TikTok Insiders Confirm Our Worst Fears

Issue 77

Former TikTok employees say there is serious cause for concern when it comes to the popular social media app’s Chinese parent company.  TikTok insiders say ByteDance has access to TikTok’s American user data and is closely involved in the Los Angeles company’s decision-making and product development.

The former employees who spoke out said the boundaries between TikTok and ByteDance were so blurry as to be almost non-existent.

Most notably, one employee said that ByteDance employees are able to access U.S. user data. This was highlighted in a situation where an American employee working on TikTok needed to get a list of global users, including Americans, who searched for or interacted with a specific type of content — that means users who searched for a specific term or hashtag or liked a particular category of videos. This employee had to reach out to a data team in China in order to access that information. The data the employee received included users’ specific IDs, and they could pull up whatever information TikTok had about those users. This type of situation was confirmed as a common occurrence by a second employee.

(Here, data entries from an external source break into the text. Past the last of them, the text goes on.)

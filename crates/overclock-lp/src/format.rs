//! Plaintext LP serialization.
//!
//! Sections are written in a fixed order: `Maximize`/`Minimize`, `Subject To`,
//! `Bounds`, `General`, `End`. Every number is rendered with four decimal places.

use std::fmt::{self, Write};

use crate::problem::{LinearExpr, LpProblem, Sense};

/// Decimal places used for every coefficient, right-hand side and bound
pub const DECIMALS: usize = 4;

/// Render a number with fixed precision, never producing `-0.0000`
pub fn format_number(value: f64) -> String {
    let text = format!("{:.*}", DECIMALS, value);
    if text.starts_with('-') && text[1..].chars().all(|c| c == '0' || c == '.') {
        text[1..].to_string()
    } else {
        text
    }
}

fn renders_as_zero(value: f64) -> bool {
    format_number(value.abs()).chars().all(|c| c == '0' || c == '.')
}

/// Write an expression as `a x + b y - c z`. Returns false if nothing was written.
fn write_expr(out: &mut impl Write, expr: &LinearExpr) -> Result<bool, fmt::Error> {
    let mut first = true;
    for term in &expr.terms {
        if renders_as_zero(term.coefficient) {
            continue;
        }
        let magnitude = format_number(term.coefficient.abs());
        match (first, term.coefficient < 0.0) {
            (true, false) => write!(out, "{} {}", magnitude, term.variable)?,
            (true, true) => write!(out, "- {} {}", magnitude, term.variable)?,
            (false, false) => write!(out, " + {} {}", magnitude, term.variable)?,
            (false, true) => write!(out, " - {} {}", magnitude, term.variable)?,
        }
        first = false;
    }
    Ok(!first)
}

impl fmt::Display for LpProblem {
    fn fmt(&self, f: &mut fmt::Formatter<'_>) -> fmt::Result {
        match self.objective.sense {
            Sense::Maximize => writeln!(f, "Maximize")?,
            Sense::Minimize => writeln!(f, "Minimize")?,
        }
        write!(f, " {}: ", self.objective.name)?;
        if !write_expr(f, &self.objective.expr)? {
            // Keep the objective line parseable when no recipe touches the targets
            let placeholder = self
                .bounds
                .first()
                .map(|b| b.variable.as_str())
                .unwrap_or("power");
            write!(f, "{} {}", format_number(0.0), placeholder)?;
        }
        writeln!(f)?;

        writeln!(f, "Subject To")?;
        for c in &self.constraints {
            write!(f, " {}: ", c.name)?;
            if !write_expr(f, &c.expr)? {
                write!(f, "{} {}", format_number(0.0), c.expr.variables().next().unwrap_or("power"))?;
            }
            writeln!(f, " {} {}", c.op.symbol(), format_number(c.rhs))?;
        }

        writeln!(f, "Bounds")?;
        for b in &self.bounds {
            match b.upper {
                Some(upper) => writeln!(
                    f,
                    " {} <= {} <= {}",
                    format_number(b.lower),
                    b.variable,
                    format_number(upper)
                )?,
                None => writeln!(f, " {} <= {}", format_number(b.lower), b.variable)?,
            }
        }

        if !self.integers.is_empty() {
            writeln!(f, "General")?;
            for v in &self.integers {
                writeln!(f, " {}", v)?;
            }
        }

        writeln!(f, "End")
    }
}

impl LpProblem {
    /// Serialize to the plaintext LP format consumed by external solvers
    pub fn to_lp_string(&self) -> String {
        self.to_string()
    }
}
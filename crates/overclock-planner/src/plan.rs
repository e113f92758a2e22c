//! End-to-end pipeline: catalog + options → LP model → solved plan.

use std::collections::BTreeMap;

use overclock_lp::{LpProblem, Solution, SolveError, Solver};
use thiserror::Error;
use tracing::info;

use crate::applicator::{AppliedRecipes, Applicator, ApplyError, POWER_VARIABLE};
use crate::builder::{BuildError, Demand, ModelBuilder};
use crate::catalog::Catalog;
use crate::rates::TransferLimits;

/// Columns below this are treated as unused
const ACTIVE_EPSILON: f64 = 1e-6;

#[derive(Error, Debug, Clone, PartialEq)]
pub enum PlanError {
    #[error(transparent)]
    Apply(#[from] ApplyError),
    #[error(transparent)]
    Build(#[from] BuildError),
    #[error(transparent)]
    Solve(#[from] SolveError),
}

/// Everything a caller can tune for one planning run
#[cfg_attr(feature = "serde", derive(serde::Serialize, serde::Deserialize))]
#[cfg_attr(feature = "serde", serde(default))]
#[derive(Debug, Clone, Default, PartialEq)]
pub struct PlanOptions {
    /// Items whose net output is maximized
    pub targets: Vec<String>,
    /// Minimum MW that must stay unconsumed
    pub excess_power: f64,
    /// Minimum net output per item
    pub excess_items: BTreeMap<String, f64>,
    /// Manual overclock per manufacturing recipe id
    pub overclock_overrides: BTreeMap<String, f64>,
    pub limits: TransferLimits,
}

impl PlanOptions {
    pub fn maximize(targets: impl IntoIterator<Item = impl Into<String>>) -> Self {
        Self {
            targets: targets.into_iter().map(Into::into).collect(),
            ..Self::default()
        }
    }

    pub fn demand(&self) -> Demand {
        Demand {
            targets: self.targets.clone(),
            excess_power: self.excess_power,
            excess_items: self.excess_items.clone(),
        }
    }
}

/// Run the applicator over the whole catalog
pub fn apply_recipes<'c>(catalog: &'c Catalog, options: &PlanOptions) -> Result<AppliedRecipes<'c>, PlanError> {
    let applied = Applicator::new(catalog)
        .with_limits(options.limits)
        .with_overrides(options.overclock_overrides.clone())
        .apply_all()?;
    Ok(applied)
}

/// Build the LP model for the given options
pub fn build_model(catalog: &Catalog, options: &PlanOptions) -> Result<LpProblem, PlanError> {
    let applied = apply_recipes(catalog, options)?;
    let lp = ModelBuilder::new(catalog, &applied)
        .with_per_minute(options.limits.per_minute)
        .build(&options.demand())?;
    Ok(lp)
}

/// Build the LP model and serialize it to LP text
pub fn generate_lp(catalog: &Catalog, options: &PlanOptions) -> Result<String, PlanError> {
    Ok(build_model(catalog, options)?.to_lp_string())
}

/// Build, hand the model to a solver and interpret its answer
pub fn solve(catalog: &Catalog, options: &PlanOptions, solver: &impl Solver) -> Result<Plan, PlanError> {
    let applied = apply_recipes(catalog, options)?;
    let lp = ModelBuilder::new(catalog, &applied)
        .with_per_minute(options.limits.per_minute)
        .build(&options.demand())?;
    let solution = solver.solve(&lp)?;
    let plan = Plan::from_solution(&lp, &applied, solution)?;
    info!(
        entries = plan.entries.len(),
        objective = plan.objective,
        power_surplus = plan.power_surplus,
        "solved plan"
    );
    Ok(plan)
}

/// One running recipe in a solved plan
#[cfg_attr(feature = "serde", derive(serde::Serialize))]
#[derive(Debug, Clone, PartialEq)]
pub struct PlanEntry {
    pub id: String,
    pub recipe: String,
    pub machine: String,
    pub extractor: Option<String>,
    pub overclock: f64,
    /// Number of machine instances (fractional means partial utilization)
    pub count: f64,
    /// MW for all instances together
    pub power: f64,
}

#[cfg_attr(feature = "serde", derive(serde::Serialize))]
#[derive(Debug, Clone, PartialEq)]
pub struct Plan {
    pub entries: Vec<PlanEntry>,
    /// Net per-minute output of the targets
    pub objective: f64,
    /// MW left over above the excess-power floor
    pub power_surplus: f64,
}

impl Plan {
    /// Interpret a solver answer. Anything but an optimal status is a failure.
    pub fn from_solution(lp: &LpProblem, applied: &AppliedRecipes<'_>, solution: Solution) -> Result<Self, SolveError> {
        let solution = solution.into_optimal()?;
        let mut entries = Vec::new();
        for (id, recipe) in applied {
            let count = solution.value(id).unwrap_or(0.0);
            if count <= ACTIVE_EPSILON {
                continue;
            }
            entries.push(PlanEntry {
                id: id.clone(),
                recipe: recipe.recipe.name.clone(),
                machine: recipe.machine.name.clone(),
                extractor: recipe.extractor.map(|e| e.name.clone()),
                overclock: recipe.overclock,
                count,
                power: recipe.net_power * count,
            });
        }
        Ok(Self {
            entries,
            objective: lp.objective.expr.evaluate(|v| solution.value(v)),
            power_surplus: solution.value(POWER_VARIABLE).unwrap_or(0.0),
        })
    }
}
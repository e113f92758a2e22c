//! Shared test fixtures.
//!
//! `iron_catalog()` covers node extraction (two miner tiers, a water pump),
//! smelting, a constructor and an item sink. `oil_catalog()` covers fracking
//! wells, geothermal geysers and a fuel generator. `single_recipe_catalog()` is
//! the smallest catalog that still produces something.

use std::collections::{BTreeMap, BTreeSet};

use crate::catalog::*;

pub const EXPONENT: f64 = 1.321928;

pub fn purities() -> Vec<Purity> {
    vec![
        Purity {
            id: "impure".to_string(),
            efficiency_multiplier: 0.5,
        },
        Purity {
            id: "normal".to_string(),
            efficiency_multiplier: 1.0,
        },
        Purity {
            id: "pure".to_string(),
            efficiency_multiplier: 2.0,
        },
    ]
}

pub fn overclockable() -> Potential {
    Potential {
        can_change: true,
        min: 0.01,
        max: 1.0,
        crystal_bonus: 0.5,
        max_crystals: 3,
    }
}

pub fn item(id: &str, transfer: TransferMedium) -> Item {
    Item {
        id: id.to_string(),
        name: id.replace('_', " "),
        transfer,
        physical: Some(PhysicalProperties {
            energy_value: 0.0,
            sinkable: transfer == TransferMedium::Belt,
            sink_points: 1.0,
        }),
    }
}

pub fn machine(id: &str, kind: MachineKind, power_consumption: f64, potential: Potential) -> Machine {
    Machine {
        id: id.to_string(),
        name: id.replace('_', " "),
        kind,
        power_consumption,
        power_consumption_exponent: EXPONENT,
        potential,
    }
}

pub fn recipe(
    id: &str,
    kind: RecipeKind,
    duration: f64,
    ingredients: &[(&str, f64)],
    products: &[(&str, f64)],
    produced_in: &[&str],
) -> Recipe {
    Recipe {
        id: id.to_string(),
        name: id.replace('_', " "),
        kind,
        duration,
        ingredients: ingredients.iter().map(|(k, v)| (k.to_string(), *v)).collect(),
        products: products.iter().map(|(k, v)| (k.to_string(), *v)).collect(),
        produced_in: produced_in.iter().map(|m| m.to_string()).collect::<BTreeSet<_>>(),
    }
}

pub fn part() -> RecipeKind {
    RecipeKind::Manufacturing { variable_power: None }
}

pub fn miner_mk2() -> Machine {
    machine(
        "miner_mk2",
        MachineKind::NodeExtractor {
            extraction_rate: 6.0,
            unlimited_source: false,
        },
        12.0,
        overclockable(),
    )
}

pub fn iron_catalog() -> Catalog {
    let mut catalog = Catalog::new();
    for purity in purities() {
        catalog.add_purity(purity);
    }
    catalog.add_item(item("iron_ore", TransferMedium::Belt));
    catalog.add_item(item("iron_ingot", TransferMedium::Belt));
    catalog.add_item(item("iron_plate", TransferMedium::Belt));
    catalog.add_item(item("water", TransferMedium::Pipe));

    catalog.add_machine(machine(
        "miner_mk1",
        MachineKind::NodeExtractor {
            extraction_rate: 1.0,
            unlimited_source: false,
        },
        5.0,
        overclockable(),
    ));
    catalog.add_machine(miner_mk2());
    catalog.add_machine(machine(
        "water_pump",
        MachineKind::NodeExtractor {
            extraction_rate: 2.0,
            unlimited_source: true,
        },
        20.0,
        overclockable(),
    ));
    catalog.add_machine(machine(
        "smelter",
        MachineKind::Manufacturing { speed: 1.0 },
        4.0,
        overclockable(),
    ));
    catalog.add_machine(machine(
        "constructor",
        MachineKind::Manufacturing { speed: 1.0 },
        4.0,
        overclockable(),
    ));
    catalog.add_machine(machine("sink", MachineKind::ItemSink, 30.0, Potential::fixed()));

    catalog.add_recipe(recipe(
        "mine_iron",
        RecipeKind::NodeExtraction,
        1.0,
        &[],
        &[("iron_ore", 1.0)],
        &["miner_mk1", "miner_mk2"],
    ));
    catalog.add_recipe(recipe(
        "pump_water",
        RecipeKind::NodeExtraction,
        1.0,
        &[],
        &[("water", 1.0)],
        &["water_pump"],
    ));
    catalog.add_recipe(recipe(
        "iron_ingot",
        part(),
        2.0,
        &[("iron_ore", 1.0)],
        &[("iron_ingot", 1.0)],
        &["smelter"],
    ));
    catalog.add_recipe(recipe(
        "iron_plate",
        part(),
        6.0,
        &[("iron_ingot", 3.0)],
        &[("iron_plate", 2.0)],
        &["constructor"],
    ));
    catalog.add_recipe(recipe(
        "sink_iron_plate",
        RecipeKind::Sink,
        1.0,
        &[("iron_plate", 1.0)],
        &[],
        &["sink"],
    ));

    catalog.resource_nodes.insert(
        "iron_ore".to_string(),
        BTreeMap::from([("pure".to_string(), 2), ("normal".to_string(), 3)]),
    );
    catalog
}

pub fn oil_catalog() -> Catalog {
    let mut catalog = Catalog::new();
    for purity in purities() {
        catalog.add_purity(purity);
    }
    catalog.add_item(item("crude_oil", TransferMedium::Pipe));
    catalog.add_item(item("coal", TransferMedium::Belt));

    catalog.add_machine(machine(
        "pressurizer",
        MachineKind::FrackingActivator {
            extractors: vec!["extractor".to_string()],
        },
        150.0,
        overclockable(),
    ));
    catalog.add_machine(machine(
        "extractor",
        MachineKind::FrackingExtractor { extraction_rate: 4.0 },
        0.0,
        Potential::fixed(),
    ));
    catalog.add_machine(machine(
        "geothermal_generator",
        MachineKind::VariablePowerGenerator {
            power_production_factor: 200.0,
        },
        0.0,
        Potential::fixed(),
    ));
    catalog.add_machine(machine(
        "coal_generator",
        MachineKind::PowerGenerator { power_production: 75.0 },
        0.0,
        overclockable(),
    ));

    catalog.add_recipe(recipe(
        "frack_oil",
        RecipeKind::WellExtraction,
        1.0,
        &[],
        &[("crude_oil", 1.0)],
        &["pressurizer"],
    ));
    catalog.add_recipe(recipe(
        "geothermal",
        RecipeKind::GeothermalPower,
        1.0,
        &[],
        &[],
        &["geothermal_generator"],
    ));
    catalog.add_recipe(recipe(
        "burn_coal",
        part(),
        4.0,
        &[("coal", 1.0)],
        &[],
        &["coal_generator"],
    ));

    catalog.add_well(ResourceWell {
        id: "well_a".to_string(),
        resource: "crude_oil".to_string(),
        satellites: BTreeMap::from([("impure".to_string(), 2), ("pure".to_string(), 1)]),
    });
    catalog.add_well(ResourceWell {
        id: "well_b".to_string(),
        resource: "crude_oil".to_string(),
        satellites: BTreeMap::from([("normal".to_string(), 3)]),
    });
    catalog.geysers = BTreeMap::from([("normal".to_string(), 2), ("pure".to_string(), 1)]);
    catalog
}

/// One item, one fixed-speed machine, one recipe producing 1 unit per 1 second cycle
pub fn single_recipe_catalog() -> Catalog {
    let mut catalog = Catalog::new();
    catalog.add_item(item("widget", TransferMedium::Belt));
    catalog.add_machine(machine(
        "assembler",
        MachineKind::Manufacturing { speed: 1.0 },
        15.0,
        Potential::fixed(),
    ));
    catalog.add_recipe(recipe("widget", part(), 1.0, &[], &[("widget", 1.0)], &["assembler"]));
    catalog
}
impl<'c> Applicator<'c> {
    pub fn new(catalog: &'c Catalog) -> Self {
        Self {
            catalog,
            limits: TransferLimits::default(),
            overrides: BTreeMap::new(),
        }
    }

    pub fn with_limits(mut self, limits: TransferLimits) -> Self {
        self.limits = limits;
        self
    }

    /// Pin manufacturing recipes to manual overclock values
    pub fn with_overrides(mut self, overrides: BTreeMap<String, f64>) -> Self {
        self.overrides = overrides;
        self
    }

    pub fn limits(&self) -> &TransferLimits {
        &self.limits
    }

    /// Apply every recipe in the catalog
    pub fn apply_all(&self) -> Result<AppliedRecipes<'c>, ApplyError> {
        self.check_overrides()?;

        let mut applied = AppliedRecipes::new();
        for recipe in self.catalog.recipes.values() {
            let variants = self.apply(recipe)?;
            for variant in variants {
                if variant.id == POWER_VARIABLE {
                    return Err(ApplyError::ReservedId(variant.id));
                }
                if applied.contains_key(&variant.id) {
                    return Err(ApplyError::DuplicateId(variant.id));
                }
                applied.insert(variant.id.clone(), variant);
            }
        }
        info!(
            recipes = self.catalog.recipes.len(),
            applied = applied.len(),
            "applied recipes"
        );
        Ok(applied)
    }

    /// Every non-dominated variant of one recipe
    pub fn apply(&self, recipe: &'c Recipe) -> Result<Vec<AppliedRecipe<'c>>, ApplyError> {
        let variants = match &recipe.kind {
            RecipeKind::Sink => self.apply_sink(recipe)?,
            RecipeKind::NodeExtraction => self.apply_node(recipe)?,
            RecipeKind::WellExtraction => self.apply_well(recipe)?,
            RecipeKind::GeothermalPower => self.apply_geothermal(recipe)?,
            RecipeKind::Manufacturing { .. } => self.apply_manufacturing(recipe)?,
        };
        let generated = variants.len();
        let kept = reduce_dominated(variants, self.limits.per_minute);
        debug!(recipe = %recipe.id, generated, kept = kept.len(), "applied recipe");
        Ok(kept)
    }

    fn check_overrides(&self) -> Result<(), ApplyError> {
        for recipe_id in self.overrides.keys() {
            let recipe = self.catalog.recipe(recipe_id)?;
            if !matches!(recipe.kind, RecipeKind::Manufacturing { .. }) {
                return Err(ApplyError::OverrideNotAllowed(recipe_id.clone()));
            }
        }
        Ok(())
    }

    fn machines(&self, recipe: &'c Recipe) -> Result<Vec<&'c Machine>, ApplyError> {
        let mut machines = Vec::with_capacity(recipe.produced_in.len());
        for id in &recipe.produced_in {
            machines.push(self.catalog.machine(id)?);
        }
        Ok(machines)
    }

    #[allow(clippy::too_many_arguments)]
    fn variant(
        &self,
        id: String,
        recipe: &'c Recipe,
        machine: &'c Machine,
        extractor: Option<&'c Machine>,
        binding: Binding<'c>,
        overclock: f64,
        efficiency_multiplier: f64,
        power_production_multiplier: f64,
    ) -> Result<AppliedRecipe<'c>, ApplyError> {
        if !recipe.produced_in.contains(&machine.id) {
            return Err(ApplyError::MachineNotAllowed {
                recipe: recipe.id.clone(),
                machine: machine.id.clone(),
            });
        }
        let (min, max) = (machine.potential.floor(), machine.potential.ceiling());
        if !(overclock >= min - OVERCLOCK_TOLERANCE && overclock <= max + OVERCLOCK_TOLERANCE) {
            return Err(ApplyError::OverclockOutOfRange {
                recipe: recipe.id.clone(),
                machine: machine.id.clone(),
                overclock,
                min,
                max,
            });
        }
        Ok(AppliedRecipe {
            id: sanitize_name(&id),
            recipe,
            machine,
            extractor,
            binding,
            overclock,
            efficiency_multiplier,
            net_power: net_energy_rate(recipe, machine, overclock, power_production_multiplier),
        })
    }

    fn mismatch(recipe: &Recipe, machine: &Machine) -> ApplyError {
        ApplyError::MachineKindMismatch {
            recipe: recipe.id.clone(),
            machine: machine.id.clone(),
        }
    }

    fn apply_sink(&self, recipe: &'c Recipe) -> Result<Vec<AppliedRecipe<'c>>, ApplyError> {
        let mut out = Vec::new();
        for machine in self.machines(recipe)? {
            if !matches!(machine.kind, MachineKind::ItemSink) {
                return Err(Self::mismatch(recipe, machine));
            }
            out.push(self.variant(recipe.id.clone(), recipe, machine, None, Binding::Unbound, 1.0, 1.0, 1.0)?);
        }
        Ok(out)
    }

    fn apply_manufacturing(&self, recipe: &'c Recipe) -> Result<Vec<AppliedRecipe<'c>>, ApplyError> {
        let overclock = self.overrides.get(&recipe.id).copied().unwrap_or(1.0);
        let mut out = Vec::new();
        for machine in self.machines(recipe)? {
            out.push(self.variant(
                recipe.id.clone(),
                recipe,
                machine,
                None,
                Binding::Unbound,
                overclock,
                1.0,
                1.0,
            )?);
        }
        Ok(out)
    }

    fn apply_node(&self, recipe: &'c Recipe) -> Result<Vec<AppliedRecipe<'c>>, ApplyError> {
        let mut out = Vec::new();
        for machine in self.machines(recipe)? {
            if !matches!(machine.kind, MachineKind::NodeExtractor { .. }) {
                return Err(Self::mismatch(recipe, machine));
            }
            if machine.is_unlimited_source() {
                let purity = self.catalog.purity(WATER_PURITY)?;
                out.push(self.variant(
                    format!("{}_{}", recipe.id, purity.id),
                    recipe,
                    machine,
                    None,
                    Binding::Purity(purity),
                    1.0,
                    purity.efficiency_multiplier,
                    1.0,
                )?);
                continue;
            }
            for purity in self.deposit_purities(recipe)? {
                let overclock =
                    max_effective_overclock(self.catalog, recipe, machine, purity.efficiency_multiplier, &self.limits)?;
                out.push(self.variant(
                    format!("{}_{}", recipe.id, purity.id),
                    recipe,
                    machine,
                    None,
                    Binding::Purity(purity),
                    overclock,
                    purity.efficiency_multiplier,
                    1.0,
                )?);
            }
        }
        Ok(out)
    }

    /// Purities with at least one deposit of any resource the recipe extracts
    fn deposit_purities(&self, recipe: &Recipe) -> Result<Vec<&'c Purity>, ApplyError> {
        let mut out: Vec<&'c Purity> = Vec::new();
        for resource in recipe.products.keys() {
            let Some(counts) = self.catalog.resource_nodes.get(resource) else {
                continue;
            };
            for (purity_id, count) in counts {
                let purity = self.catalog.purity(purity_id)?;
                if *count > 0 && !out.iter().any(|p| p.id == purity.id) {
                    out.push(purity);
                }
            }
        }
        Ok(out)
    }

    fn apply_well(&self, recipe: &'c Recipe) -> Result<Vec<AppliedRecipe<'c>>, ApplyError> {
        let mut products = recipe.products.keys();
        let (Some(resource), None) = (products.next(), products.next()) else {
            return Err(ApplyError::WellRecipeOutput(recipe.id.clone()));
        };

        let mut out = Vec::new();
        for activator in self.machines(recipe)? {
            if !matches!(activator.kind, MachineKind::FrackingActivator { .. }) {
                return Err(Self::mismatch(recipe, activator));
            }
            let extractors = self.catalog.extractors_of(activator)?;
            if extractors.is_empty() {
                return Err(ApplyError::NoExtractors(activator.id.clone()));
            }
            for well in self.catalog.wells_for(resource) {
                let size = self.catalog.well_size_multiplier(well)?;
                for extractor in &extractors {
                    let overclock = max_effective_well_overclock(
                        self.catalog,
                        recipe,
                        activator,
                        extractor,
                        well,
                        &self.limits,
                    )?;
                    let id = if extractors.len() > 1 {
                        format!("{}_{}_{}", recipe.id, well.id, extractor.name)
                    } else {
                        format!("{}_{}", recipe.id, well.id)
                    };
                    out.push(self.variant(
                        id,
                        recipe,
                        activator,
                        Some(*extractor),
                        Binding::Well(well),
                        overclock,
                        size,
                        1.0,
                    )?);
                }
            }
        }
        Ok(out)
    }

    fn apply_geothermal(&self, recipe: &'c Recipe) -> Result<Vec<AppliedRecipe<'c>>, ApplyError> {
        let mut out = Vec::new();
        for machine in self.machines(recipe)? {
            if !matches!(machine.kind, MachineKind::VariablePowerGenerator { .. }) {
                return Err(Self::mismatch(recipe, machine));
            }
            for (purity_id, count) in &self.catalog.geysers {
                if *count == 0 {
                    continue;
                }
                let purity = self.catalog.purity(purity_id)?;
                out.push(self.variant(
                    format!("{}_{}", recipe.id, purity.id),
                    recipe,
                    machine,
                    None,
                    Binding::Purity(purity),
                    1.0,
                    purity.efficiency_multiplier,
                    purity.efficiency_multiplier,
                )?);
            }
        }
        Ok(out)
    }
}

A former TikTok recruiter remembers that her hours were supposed to be from 10 a.m. to 7 p.m., but more often than not, she found herself working double shifts. That’s because the company’s Beijing-based ByteDance executives were heavily involved in TikTok’s decision-making, she said, and expected the company’s California employees to be available at all hours of the day. TikTok employees, she said, were expected to restart their day and work during Chinese business hours to answer their ByteDance counterparts’ questions.

This recruiter, along with four other former employees, indicated they’re deeply concerned about the popular social media app’s Chinese parent company, which they say has access to American user data and is actively involved in the Los Angeles company’s decision-making and product development. These people asked to remain anonymous for fear of retribution from the company.

Some cybersecurity experts worry that the Chinese government could use TikTok to spread propaganda or censorship to American audience, or to exercise influence over users who may come to regret what they posted on and through the service.